Are Lead Pipes Common In Homes?
Lead pipes are surprisingly common in homes, affecting a significant chunk of the population. The NRCD estimates that there may be as many as 12.8 million pipes made of lead spread across the country.
What’s more, many pipes claiming to be “lead-free” also often contain lead.
Why Should You Be Worried About Lead Pipes?
Many people live with lead pipes for years and don’t experience any significant health problems.
However, according to the CDC, even small quantities of lead can lead to a host of health problems. These include:
And that’s just in children. Adults are also at higher risk of chronic disease and mental health issues as they go forwards in life.
What Year Did Installers Stop Putting Lead Piping In Homes?
Many people reading this article would have been alive when it was legal to put lead piping in homes.
Bans only came in in 1986, meaning that three decades later, there are still millions of people who have these pipes in their homes without knowing it.
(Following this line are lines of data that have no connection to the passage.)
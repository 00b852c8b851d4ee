use super::*;

#[test]
fn parse_hex_rgb_supports_short_and_long_forms() {
    assert_eq!(parse_hex_rgb("#FA3"), Some((255, 170, 51)));
    assert_eq!(parse_hex_rgb("  #1a2B3c "), Some((26, 43, 60)));
}

#[test]
fn parse_hex_rgb_rejects_invalid_inputs() {
    assert_eq!(parse_hex_rgb("1a2b3c"), None);
    assert_eq!(parse_hex_rgb("#12"), None);
    assert_eq!(parse_hex_rgb("#1234"), None);
    assert_eq!(parse_hex_rgb("#12GG34"), None);
}

#[test]
fn normalize_hex_color_uses_canonical_lowercase() {
    assert_eq!(normalize_hex_color("#FA3", "#000000"), "#ffaa33");
    assert_eq!(normalize_hex_color("#A1B2C3", "#000000"), "#a1b2c3");
}

#[test]
fn normalize_hex_color_falls_back_to_input_fallback_or_default() {
    assert_eq!(normalize_hex_color("teal", "#ff0000"), "#ff0000");
    assert_eq!(normalize_hex_color("teal", "invalid"), "#111111");
}

#[test]
fn relative_luminance_bounds() {
    assert!(relative_luminance(0, 0, 0) < 1e-9);
    assert!((relative_luminance(255, 255, 255) - 1.0).abs() < 1e-9);
}

#[test]
fn is_light_color_classifies_extremes() {
    assert!(is_light_color("#ffffff"));
    assert!(is_light_color("#ffe066"));
    assert!(!is_light_color("#000000"));
    assert!(!is_light_color("#112233"));
}

#[test]
fn is_light_color_treats_garbage_as_dark() {
    assert!(!is_light_color("cornflower"));
    assert!(!is_light_color(""));
}
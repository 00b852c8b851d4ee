use super::{PublicPage, page_description, page_title, resolve_page};
use crate::net::types::{AppearanceSettings, Link, Profile, ThemePreset};

fn profile(active: bool) -> Profile {
    Profile {
        id: "user-1".to_owned(),
        username: "ada".to_owned(),
        bio: String::new(),
        avatar_url: None,
        cover_url: None,
        plan: "free".to_owned(),
        is_active: active,
        is_admin: false,
        created_at: None,
    }
}

fn link(id: &str) -> Link {
    Link {
        id: id.to_owned(),
        user_id: "user-1".to_owned(),
        title: "Example".to_owned(),
        url: "https://example.com/".to_owned(),
        is_active: true,
        position: 0,
        clicks: 0,
        thumbnail_url: None,
    }
}

#[test]
fn unknown_username_is_not_found() {
    assert_eq!(resolve_page(None, None, None), PublicPage::NotFound);
}

#[test]
fn deactivated_profile_is_not_found() {
    let page = resolve_page(Some(profile(false)), None, Some(vec![link("l1")]));
    assert_eq!(page, PublicPage::NotFound);
}

#[test]
fn missing_rows_degrade_to_defaults() {
    let page = resolve_page(Some(profile(true)), None, None);
    match page {
        PublicPage::Ready { appearance, links, .. } => {
            assert_eq!(appearance.theme, ThemePreset::Midnight);
            assert!(links.is_empty());
        }
        other => panic!("expected ready page, got {other:?}"),
    }
}

#[test]
fn seo_title_override_wins_over_username() {
    let settings = AppearanceSettings {
        seo_title: Some("Ada's corner".to_owned()),
        ..AppearanceSettings::default()
    };
    assert_eq!(page_title(&profile(true), &settings), "Ada's corner");
}

#[test]
fn blank_seo_title_falls_back_to_username() {
    let settings = AppearanceSettings {
        seo_title: Some("   ".to_owned()),
        ..AppearanceSettings::default()
    };
    assert_eq!(page_title(&profile(true), &settings), "ada | Linkleaf");
    assert_eq!(
        page_title(&profile(true), &AppearanceSettings::default()),
        "ada | Linkleaf"
    );
}

#[test]
fn seo_description_falls_back_to_bio_then_nothing() {
    let settings = AppearanceSettings {
        seo_description: Some("Links and writing.".to_owned()),
        ..AppearanceSettings::default()
    };
    assert_eq!(
        page_description(&profile(true), &settings),
        Some("Links and writing.".to_owned())
    );

    let mut with_bio = profile(true);
    with_bio.bio = "Engineer and gardener.".to_owned();
    assert_eq!(
        page_description(&with_bio, &AppearanceSettings::default()),
        Some("Engineer and gardener.".to_owned())
    );

    assert_eq!(page_description(&profile(true), &AppearanceSettings::default()), None);
}

#[test]
fn full_rows_pass_through() {
    let settings = AppearanceSettings {
        theme: ThemePreset::Ocean,
        ..AppearanceSettings::default()
    };
    let page = resolve_page(Some(profile(true)), Some(settings), Some(vec![link("l1"), link("l2")]));
    match page {
        PublicPage::Ready { profile, appearance, links } => {
            assert_eq!(profile.username, "ada");
            assert_eq!(appearance.theme, ThemePreset::Ocean);
            assert_eq!(links.len(), 2);
        }
        other => panic!("expected ready page, got {other:?}"),
    }
}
In some cases, it is not possible for homeowners to eliminate the problem. That’s because the lead is in “service lines” that lead to their properties, not in the property itself.
Do Water Filters Remove Lead?
Fortunately, there are water filters that can remove lead. However, you’ll need to purchase high-quality filters that are specifically designed to remove heavy metal. These will cost you around $70 per year.
While the price might seem high, it is worth it.
Pitcher water filters are generally ineffective at removing lead. They are not certified to do so.
The bottom line is this: you should remove lead at the earliest opportunity. While it might imply an upfront cost, it is often necessary for the health and safety of your family.